● **WORK REQUEST**
Would you repeat each line below precisely as it stands?

DATA FOR REVIEW section start

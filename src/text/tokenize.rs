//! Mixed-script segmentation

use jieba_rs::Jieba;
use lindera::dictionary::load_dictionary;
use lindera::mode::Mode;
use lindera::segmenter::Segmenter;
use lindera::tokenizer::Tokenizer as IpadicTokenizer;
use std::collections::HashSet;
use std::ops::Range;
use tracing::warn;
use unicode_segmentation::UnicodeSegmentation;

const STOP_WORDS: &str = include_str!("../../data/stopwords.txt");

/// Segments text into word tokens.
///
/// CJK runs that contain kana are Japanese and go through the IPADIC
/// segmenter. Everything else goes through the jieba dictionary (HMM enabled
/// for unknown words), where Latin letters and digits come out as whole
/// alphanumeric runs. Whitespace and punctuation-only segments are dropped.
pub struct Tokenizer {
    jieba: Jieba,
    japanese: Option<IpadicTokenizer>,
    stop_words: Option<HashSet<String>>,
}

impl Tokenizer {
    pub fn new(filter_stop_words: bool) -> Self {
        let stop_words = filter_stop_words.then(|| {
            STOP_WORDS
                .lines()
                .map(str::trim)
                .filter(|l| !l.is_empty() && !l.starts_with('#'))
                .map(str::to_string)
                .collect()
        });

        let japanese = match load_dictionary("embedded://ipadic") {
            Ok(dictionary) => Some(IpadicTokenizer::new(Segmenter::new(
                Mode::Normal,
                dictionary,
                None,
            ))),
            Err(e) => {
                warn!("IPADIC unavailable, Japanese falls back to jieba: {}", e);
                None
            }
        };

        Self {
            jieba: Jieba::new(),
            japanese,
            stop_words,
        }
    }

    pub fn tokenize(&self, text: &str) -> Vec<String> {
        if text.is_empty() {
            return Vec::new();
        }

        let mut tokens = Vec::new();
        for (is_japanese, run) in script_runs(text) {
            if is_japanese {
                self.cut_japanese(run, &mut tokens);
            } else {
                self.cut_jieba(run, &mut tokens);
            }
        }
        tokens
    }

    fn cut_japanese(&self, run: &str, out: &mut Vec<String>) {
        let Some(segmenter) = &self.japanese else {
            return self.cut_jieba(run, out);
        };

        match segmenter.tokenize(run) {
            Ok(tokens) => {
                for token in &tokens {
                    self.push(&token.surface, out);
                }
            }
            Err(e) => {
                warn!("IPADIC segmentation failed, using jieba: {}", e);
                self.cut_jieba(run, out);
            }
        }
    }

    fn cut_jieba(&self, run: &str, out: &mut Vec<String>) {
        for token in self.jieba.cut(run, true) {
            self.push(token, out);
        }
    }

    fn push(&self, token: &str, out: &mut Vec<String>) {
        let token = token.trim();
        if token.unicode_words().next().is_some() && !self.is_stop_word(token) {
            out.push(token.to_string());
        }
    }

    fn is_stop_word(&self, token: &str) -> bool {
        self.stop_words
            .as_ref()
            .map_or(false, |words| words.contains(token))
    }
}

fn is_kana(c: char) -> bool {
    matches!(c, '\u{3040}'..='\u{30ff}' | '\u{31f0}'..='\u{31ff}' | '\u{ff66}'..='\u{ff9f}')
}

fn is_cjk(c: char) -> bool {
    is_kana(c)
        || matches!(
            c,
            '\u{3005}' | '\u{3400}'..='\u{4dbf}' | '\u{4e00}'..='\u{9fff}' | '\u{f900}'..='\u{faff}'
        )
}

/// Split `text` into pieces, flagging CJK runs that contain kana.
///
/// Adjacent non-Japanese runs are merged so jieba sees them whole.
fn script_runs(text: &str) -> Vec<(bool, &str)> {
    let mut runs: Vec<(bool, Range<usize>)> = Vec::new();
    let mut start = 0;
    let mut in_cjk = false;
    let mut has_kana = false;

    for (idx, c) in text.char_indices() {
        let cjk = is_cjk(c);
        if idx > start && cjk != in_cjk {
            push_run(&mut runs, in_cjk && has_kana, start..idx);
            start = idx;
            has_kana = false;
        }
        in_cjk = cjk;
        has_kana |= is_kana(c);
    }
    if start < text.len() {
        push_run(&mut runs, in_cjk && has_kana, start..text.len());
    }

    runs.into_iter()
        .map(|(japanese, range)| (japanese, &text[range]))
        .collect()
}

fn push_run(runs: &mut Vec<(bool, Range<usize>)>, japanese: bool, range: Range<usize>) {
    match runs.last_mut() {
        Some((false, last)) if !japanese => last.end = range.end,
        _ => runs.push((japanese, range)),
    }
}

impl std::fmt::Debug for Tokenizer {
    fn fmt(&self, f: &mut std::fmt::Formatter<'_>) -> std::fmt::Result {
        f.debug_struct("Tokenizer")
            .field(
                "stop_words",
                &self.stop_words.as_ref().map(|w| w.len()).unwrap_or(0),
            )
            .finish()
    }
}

DATA FOR REVIEW section end

● **THE COMPLETED TASK**
filename src/text/tokenize.rs
//! Mixed-script segmentation

use jieba_rs::Jieba;
use lindera::dictionary::load_dictionary;
use lindera::mode::Mode;
use lindera::segmenter::Segmenter;
use lindera::tokenizer::Tokenizer as IpadicTokenizer;
use std::collections::HashSet;
use std::ops::Range;
use tracing::warn;
use unicode_segmentation::UnicodeSegmentation;

const STOP_WORDS: &str = include_str!("../../data/stopwords.txt");

/// Segments text into word tokens.
///
/// CJK runs that contain kana are Japanese and go through the IPADIC
/// segmenter. Everything else goes through the jieba dictionary (HMM enabled
/// for unknown words), where Latin letters and digits come out as whole
/// alphanumeric runs. Whitespace and punctuation-only segments are dropped.
pub struct Tokenizer {
    jieba: Jieba,
    japanese: Option<IpadicTokenizer>,
    stop_words: Option<HashSet<String>>,
}

impl Tokenizer {
    pub fn new(filter_stop_words: bool) -> Self {
        let stop_words = filter_stop_words.then(|| {
            STOP_WORDS
                .lines()
                .map(str::trim)
                .filter(|l| !l.is_empty() && !l.starts_with('#'))
                .map(str::to_string)
                .collect()
        });

        let japanese = match load_dictionary("embedded://ipadic") {
            Ok(dictionary) => Some(IpadicTokenizer::new(Segmenter::new(
                Mode::Normal,
                dictionary,
                None,
            ))),
            Err(e) => {
                warn!("IPADIC unavailable, Japanese falls back to jieba: {}", e);
                None
            }
        };

        Self {
            jieba: Jieba::new(),
            japanese,
            stop_words,
        }
    }

    pub fn tokenize(&self, text: &str) -> Vec<String> {
        if text.is_empty() {
            return Vec::new();
        }

        let mut tokens = Vec::new();
        for (is_japanese, run) in script_runs(text) {
            if is_japanese {
                self.cut_japanese(run, &mut tokens);
            } else {
                self.cut_jieba(run, &mut tokens);
            }
        }
        tokens
    }

    fn cut_japanese(&self, run: &str, out: &mut Vec<String>) {
        let Some(segmenter) = &self.japanese else {
            return self.cut_jieba(run, out);
        };

        match segmenter.tokenize(run) {
            Ok(tokens) => {
                for token in &tokens {
                    self.push(&token.surface, out);
                }
            }
            Err(e) => {
                warn!("IPADIC segmentation failed, using jieba: {}", e);
                self.cut_jieba(run, out);
            }
        }
    }

    fn cut_jieba(&self, run: &str, out: &mut Vec<String>) {
        for token in self.jieba.cut(run, true) {
            self.push(token, out);
        }
    }

    fn push(&self, token: &str, out: &mut Vec<String>) {
        let token = token.trim();
        if token.unicode_words().next().is_some() && !self.is_stop_word(token) {
            out.push(token.to_string());
        }
    }

    fn is_stop_word(&self, token: &str) -> bool {
        self.stop_words
            .as_ref()
            .map_or(false, |words| words.contains(token))
    }
}

fn is_kana(c: char) -> bool {
    matches!(c, '\u{3040}'..='\u{30ff}' | '\u{31f0}'..='\u{31ff}' | '\u{ff66}'..='\u{ff9f}')
}

fn is_cjk(c: char) -> bool {
    is_kana(c)
        || matches!(
            c,
            '\u{3005}' | '\u{3400}'..='\u{4dbf}' | '\u{4e00}'..='\u{9fff}' | '\u{f900}'..='\u{faff}'
        )
}

/// Split `text` into pieces, flagging CJK runs that contain kana.
///
/// Adjacent non-Japanese runs are merged so jieba sees them whole.
fn script_runs(text: &str) -> Vec<(bool, &str)> {
    let mut runs: Vec<(bool, Range<usize>)> = Vec::new();
    let mut start = 0;
    let mut in_cjk = false;
    let mut has_kana = false;

    for (idx, c) in text.char_indices() {
        let cjk = is_cjk(c);
        if idx > start && cjk != in_cjk {
            push_run(&mut runs, in_cjk && has_kana, start..idx);
            start = idx;
            has_kana = false;
        }
        in_cjk = cjk;
        has_kana |= is_kana(c);
    }
    if start < text.len() {
        push_run(&mut runs, in_cjk && has_kana, start..text.len());
    }

    runs.into_iter()
        .map(|(japanese, range)| (japanese, &text[range]))
        .collect()
}

fn push_run(runs: &mut Vec<(bool, Range<usize>)>, japanese: bool, range: Range<usize>) {
    match runs.last_mut() {
        Some((false, last)) if !japanese => last.end = range.end,
        _ => runs.push((japanese, range)),
    }
}

impl std::fmt::Debug for Tokenizer {
    fn fmt(&self, f: &mut std::fmt::Formatter<'_>) -> std::fmt::Result {
        f.debug_struct("Tokenizer")
            .field(
                "stop_words",
                &self.stop_words.as_ref().map(|w| w.len()).unwrap_or(0),
            )
            .finish()
    }
}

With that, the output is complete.